“I’m fine! Don’t worry about me. But I don’t understand how this happened. Deena was totally healthy a few days ago.” Had Anubis done something to her?
“It’s just one of those things. Pregnancy leaves women vulnerable in a lot of ways. But I mean it—you don’t need to worry. The only problem we’re facing now is a baby without a nursery, which in the grand scheme of things isn’t such a big deal.”
I sigh, relieved. At least one part of my family is safe from Anubis. “Great. Thanks for the guilt, there, Sirus.”
After again reassuring me that everything is fine, he hangs up.
I sink into the couch, not bothering to go upstairs, and my aching head spins with everything that happened tonight. It’s too much to process. Deena, Anubis, Ry. I thought everything would be easier after I finished the stupid museum room.
I snort a sleepy giggle as I think of Anubis’s face when he gets back to Egypt and realizes he doesn’t have the name. What an idiot.
Happy with that thought, I’m on the very edge of sleep when I remember Sirus’s words, similar to what my mother had said: a woman is most vulnerable when she’s pregnant. Something tickles at the back of my numbed skull, something I’m not quite grasping but know I need to.
“Oh, no.” I sit straight up, terrified in the certainty of my new realization.
Anubis wasn’t looking for a name to control a god.
He was looking for a poison to kill one.
Chapter 17
One day as Amun-Re walked the earth, a snake bit him. But it was no snake he had created, and so he could not name it and remove the poison. Amun-Re, god of the sun, was dying.
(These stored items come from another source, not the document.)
#![no_std]
//! Bit-banged two-wire bus manager over two open-drain signal lines.
//!
//! Implements the [`twi_bus::TwiBus`] contract with no underlying protocol
//! engine: start/stop conditions, repeated starts, byte transfer with
//! acknowledgement, and bounded clock-stretching waits are produced
//! directly through line-level transitions and timed delays. The lines are
//! runtime-injected [`Line`] handles; delays go through an injected
//! `embedded_hal_async::delay::DelayNs`.

mod bitbang;
mod config;
mod line;

pub use bitbang::BitbangTwi;
pub use config::Config;
pub use line::Line;

pub use twi_bus::{Operation, TwiBus, TwiDevice, TwiError};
A snake. The myths only ever said a snake. But a version written in Isis’s own hand had one key difference—not a snake, but a child of Apep. The snake demon found in the underworld.
The underworld only Osiris and Anubis could freely visit.
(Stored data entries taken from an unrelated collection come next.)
use std::cell::{Cell, RefCell};

use twi_bus::{Operation, TwiBus, TwiDevice, TwiError};

// ---------------------------------------------------------------------------
// Mock bus
// ---------------------------------------------------------------------------

/// One recorded call against the mock bus.
#[derive(Debug, Clone, PartialEq, Eq)]
enum Call {
    Acquire,
    Release,
    Read { addr: u8, len: usize },
    WriteVectored { addr: u8, segments: Vec<Vec<u8>> },
}

/// Scripted mock implementing the bus contract and recording every call.
struct MockBus {
    calls: RefCell<Vec<Call>>,
    acquire_err: Cell<Option<TwiError>>,
    write_err: Cell<Option<TwiError>>,
    read_err: Cell<Option<TwiError>>,
    read_fill: u8,
}

impl MockBus {
    fn new() -> Self {
        Self {
            calls: RefCell::new(Vec::new()),
            acquire_err: Cell::new(None),
            write_err: Cell::new(None),
            read_err: Cell::new(None),
            read_fill: 0xA5,
        }
    }

    fn calls(&self) -> Vec<Call> {
        self.calls.borrow().clone()
    }
}

impl TwiBus for MockBus {
    async fn acquire(&self) -> Result<(), TwiError> {
        self.calls.borrow_mut().push(Call::Acquire);
        match self.acquire_err.get() {
            Some(e) => Err(e),
            None => Ok(()),
        }
    }

    async fn release(&self) -> Result<(), TwiError> {
        self.calls.borrow_mut().push(Call::Release);
        Ok(())
    }

    async fn read(&self, addr: u8, buf: &mut [u8]) -> Result<usize, TwiError> {
        self.calls.borrow_mut().push(Call::Read { addr, len: buf.len() });
        match self.read_err.get() {
            Some(e) => Err(e),
            None => {
                buf.fill(self.read_fill);
                Ok(buf.len())
            }
        }
    }

    async fn write_vectored(
        &self,
        addr: u8,
        bufs: &[&[u8]],
    ) -> Result<usize, TwiError> {
        self.calls.borrow_mut().push(Call::WriteVectored {
            addr,
            segments: bufs.iter().map(|s| s.to_vec()).collect(),
        });
        match self.write_err.get() {
            Some(e) => Err(e),
            None => Ok(bufs.iter().map(|s| s.len()).sum()),
        }
    }
}

// ---------------------------------------------------------------------------
// Tests
// ---------------------------------------------------------------------------

#[futures_test::test]
async fn device_forwards_bound_address() {
    let bus = MockBus::new();
    let dev = TwiDevice::new(&bus, 0x42);

    assert_eq!(dev.address(), 0x42);

    let mut buf = [0u8; 3];
    assert_eq!(dev.write(&[1, 2]).await, Ok(2));
    assert_eq!(dev.read(&mut buf).await, Ok(3));
    assert_eq!(buf, [0xA5; 3]);

    assert_eq!(
        bus.calls(),
        vec![
            // The provided write() delegates through a one-segment vector.
            Call::WriteVectored { addr: 0x42, segments: vec![vec![1, 2]] },
            Call::Read { addr: 0x42, len: 3 },
        ]
    );
}

#[futures_test::test]
async fn write_vectored_keeps_segment_order() {
    let bus = MockBus::new();
    let dev = TwiDevice::new(&bus, 0x50);

    assert_eq!(dev.write_vectored(&[&[0x12, 0x34], &[9, 8, 7]]).await, Ok(5));
    assert_eq!(
        bus.calls(),
        vec![Call::WriteVectored {
            addr: 0x50,
            segments: vec![vec![0x12, 0x34], vec![9, 8, 7]],
        }]
    );
}

#[futures_test::test]
async fn transaction_runs_ops_then_releases() {
    let bus = MockBus::new();
    let dev = TwiDevice::new(&bus, 0x21);

    let mut buf = [0u8; 4];
    let moved = dev
        .transaction(&mut [
            Operation::Write(&[0x10]),
            Operation::Read(&mut buf),
        ])
        .await;

    assert_eq!(moved, Ok(5));
    assert_eq!(
        bus.calls(),
        vec![
            Call::Acquire,
            Call::WriteVectored { addr: 0x21, segments: vec![vec![0x10]] },
            Call::Read { addr: 0x21, len: 4 },
            Call::Release,
        ]
    );
}

#[futures_test::test]
async fn transaction_releases_after_failed_op() {
    let bus = MockBus::new();
    bus.write_err.set(Some(TwiError::ShortTransfer { done: 1 }));
    let dev = TwiDevice::new(&bus, 0x21);

    let mut buf = [0u8; 4];
    let res = dev
        .transaction(&mut [
            Operation::Write(&[0x10, 0x11]),
            Operation::Read(&mut buf),
        ])
        .await;

    assert_eq!(res, Err(TwiError::ShortTransfer { done: 1 }));
    // The read is skipped, the release is not.
    assert_eq!(
        bus.calls(),
        vec![
            Call::Acquire,
            Call::WriteVectored {
                addr: 0x21,
                segments: vec![vec![0x10, 0x11]],
            },
            Call::Release,
        ]
    );
}

#[futures_test::test]
async fn transaction_releases_after_failed_acquire() {
    let bus = MockBus::new();
    bus.acquire_err.set(Some(TwiError::BusUnavailable));
    let dev = TwiDevice::new(&bus, 0x21);

    let res = dev.transaction(&mut [Operation::Write(&[0])]).await;

    assert_eq!(res, Err(TwiError::BusUnavailable));
    // A failed acquire leaves the bus marked held; the helper still owes
    // the release.
    assert_eq!(bus.calls(), vec![Call::Acquire, Call::Release]);
}

#[futures_test::test]
async fn probe_reports_presence() {
    let bus = MockBus::new();
    let dev = TwiDevice::new(&bus, 0x68);

    assert_eq!(dev.probe().await, Ok(true));
    assert_eq!(
        bus.calls(),
        vec![
            Call::Acquire,
            Call::WriteVectored { addr: 0x68, segments: vec![] },
            Call::Release,
        ]
    );
}

#[futures_test::test]
async fn probe_maps_no_acknowledge_to_absent() {
    let bus = MockBus::new();
    bus.write_err.set(Some(TwiError::NoAcknowledge));
    let dev = TwiDevice::new(&bus, 0x68);

    assert_eq!(dev.probe().await, Ok(false));
    assert_eq!(
        bus.calls(),
        vec![
            Call::Acquire,
            Call::WriteVectored { addr: 0x68, segments: vec![] },
            Call::Release,
        ]
    );
}

#[futures_test::test]
async fn probe_propagates_other_errors() {
    let bus = MockBus::new();
    bus.write_err.set(Some(TwiError::ClockStretchTimeout));
    let dev = TwiDevice::new(&bus, 0x68);

    assert_eq!(dev.probe().await, Err(TwiError::ClockStretchTimeout));
    // Still released on the failure path.
    assert_eq!(bus.calls().last(), Some(&Call::Release));
}

#[futures_test::test]
async fn write_read_is_one_window() {
    let bus = MockBus::new();
    let dev = TwiDevice::new(&bus, 0x77);

    let mut buf = [0u8; 2];
    assert_eq!(dev.write_read(&[0xF4], &mut buf).await, Ok(3));
    assert_eq!(
        bus.calls(),
        vec![
            Call::Acquire,
            Call::WriteVectored { addr: 0x77, segments: vec![vec![0xF4]] },
            Call::Read { addr: 0x77, len: 2 },
            Call::Release,
        ]
    );
}

#[futures_test::test]
async fn handles_are_cheap_copies() {
    let bus = MockBus::new();
    let dev = TwiDevice::new(&bus, 0x29);
    let copy = dev;

    assert_eq!(copy.address(), dev.address());
    assert_eq!(copy.write(&[1]).await, Ok(1));
    assert_eq!(dev.write(&[2]).await, Ok(1));
    assert_eq!(bus.calls().len(), 2);
}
“PICK UP!” I SCREAM INTO THE PHONE AS IT rings and rings and rings. Screaming makes my head throb, but I can’t stop. I stumble upstairs, throwing everything out of my drawers as I look for my passport. My hand closes over the small bag of protective amulets my mother sent, the ones that survived Anubis’s destruction of my room. I shove them into the pocket of my flannel pajama pants.
Passport passport where is my passport ANSWER THE PHONE MOTHER ANSWER IT ANSWER IT.
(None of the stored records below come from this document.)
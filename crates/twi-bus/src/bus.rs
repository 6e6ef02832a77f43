use crate::error::TwiError;

/// One step of a scoped [`transaction`](TwiBus::transaction).
#[derive(Debug)]
pub enum Operation<'a> {
    /// Write the buffer to the device.
    Write(&'a [u8]),
    /// Read from the device into the buffer.
    Read(&'a mut [u8]),
}

/// Bus manager capability set shared by all two-wire bus implementations.
///
/// All read/write calls between one `acquire()` and its `release()` form a
/// single bus-ownership window; no other transaction may interleave within
/// that window. Addresses are bare 7-bit values; the direction bit is
/// applied by the implementation when the address byte is put on the wire.
pub trait TwiBus {
    /// Start a bus transaction.
    ///
    /// Blocks cooperatively until the bus is free, then marks it held by
    /// the caller and issues a start condition. Fails with
    /// [`TwiError::BusUnavailable`] if another agent is driving the bus;
    /// the bus stays marked held even then, so the caller owns the matching
    /// [`release`](Self::release) on every exit path.
    async fn acquire(&self) -> Result<(), TwiError>;

    /// End a bus transaction and mark the bus free.
    ///
    /// Closes a pending write with a stop condition. The bus is marked free
    /// unconditionally, even when the stop condition fails. Must be called
    /// exactly once per `acquire()`, on success and failure paths alike.
    async fn release(&self) -> Result<(), TwiError>;

    /// Read `buf.len()` bytes from the addressed device.
    ///
    /// A pending write from the same transaction is closed with a repeated
    /// start, never a stop, so a register-pointer write followed by a data
    /// read cannot be interrupted by another bus agent. A zero-length read
    /// returns `Ok(0)` without any line-level signaling.
    async fn read(&self, addr: u8, buf: &mut [u8]) -> Result<usize, TwiError>;

    /// Write the concatenation of `bufs` to the addressed device.
    ///
    /// A single address phase is followed by every segment in order, with
    /// no signaling between segments. An empty `bufs` is a zero-payload
    /// presence probe: the address phase alone decides the outcome. The
    /// write is left open; a following read continues with a repeated
    /// start and `release()` emits the closing stop condition.
    async fn write_vectored(
        &self,
        addr: u8,
        bufs: &[&[u8]],
    ) -> Result<usize, TwiError>;

    /// Write `buf` to the addressed device.
    async fn write(&self, addr: u8, buf: &[u8]) -> Result<usize, TwiError> {
        self.write_vectored(addr, &[buf]).await
    }

    /// Run a sequence of operations as one bus-ownership window.
    ///
    /// Acquires the bus, applies each operation in order, and releases the
    /// bus on every exit path, including after a failed acquire (whose
    /// contract still leaves the bus marked held). Returns the total
    /// number of bytes moved.
    async fn transaction(
        &self,
        addr: u8,
        ops: &mut [Operation<'_>],
    ) -> Result<usize, TwiError> {
        let mut total = 0;
        let mut res = self.acquire().await;
        if res.is_ok() {
            for op in ops.iter_mut() {
                let step = match op {
                    Operation::Write(buf) => self.write(addr, buf).await,
                    Operation::Read(buf) => self.read(addr, buf).await,
                };
                match step {
                    Ok(n) => total += n,
                    Err(e) => {
                        res = Err(e);
                        break;
                    }
                }
            }
        }
        let released = self.release().await;
        res?;
        released?;
        Ok(total)
    }
}
pub mod route;
pub use route::Route;

mod bookmark_button;
pub use bookmark_button::*;

mod chapter_list;
pub use chapter_list::ChapterList;

mod comment_section;
pub use comment_section::CommentSection;

pub mod events;

pub mod icons;

pub mod skeleton;

pub mod snackbar;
Passport in the nightstand.
She’s not answering the phone.
I pull on a pair of shoes and run down the stairs, this time calling Sirus.
He doesn’t answer, either.
Email she’ll check her email. I write one so fast I’m sure it’s incoherent but it doesn’t matter because she needs to know. I have to know that she knows.
Still the phone cradled against my ear rings and rings and rings. Why isn’t she answering the phone? He can’t be there yet. He still has to fly back to Egypt. Where I need to be, where I should be. The images, so many of them, of my mother being unmade by darkness play on repeat in my pounding head and I can’t let that happen, I won’t let that happen.
Why would Anubis do this? What does he stand to gain by killing my mother? What did he say to me . . . something about Hathor saying I was useless. The hall. They were kissing in the hall.
Hathor. If anyone has a reason to hate my mother and want her dead, it’s Hathor. She must have seduced Anubis and gotten him to work for her. How long has she been planning this, plotting to strike when my mother is most vulnerable?
“ANSWER!” I scream into the phone, then throw it against the wall.
Airport. I’ll go to the airport and get on the next flight to Egypt. It’s a stupid plan, some part of me knows that, but I can’t sit here. Either my mom will check her email or she won’t, but I can’t sit here and wait and wait to see whether or not I’ll have a mother to go home to.
How to get to the airport, though? I laugh bitterly at the irony of staying with a brother who arranges transportation to the airport for a living but having no idea how to do it for myself. Screw it, I’ll drive. I grab the keys to the Mini off the counter and run into the garage, opening it.
The key fits in the ignition, then nothing happens. I put the key in. WHY IS NOTHING HAPPENING? I twist it, and the radio and lights come on, but the engine is still off. “Start! Start! Why won’t you start??
?? I sob, smashing my bloodied palms against the steering wheel.
Even if I get the car started, I literally have no idea how to drive it or how to get to the airport from here. My forehead drops against the steering wheel and I cry because I am powerless and I’ve always been powerless and I hate, hate, hate it. How can I have a happy heart and helping hands when I can’t help the woman who spent her whole life helping me, the woman I spent the last three years hating?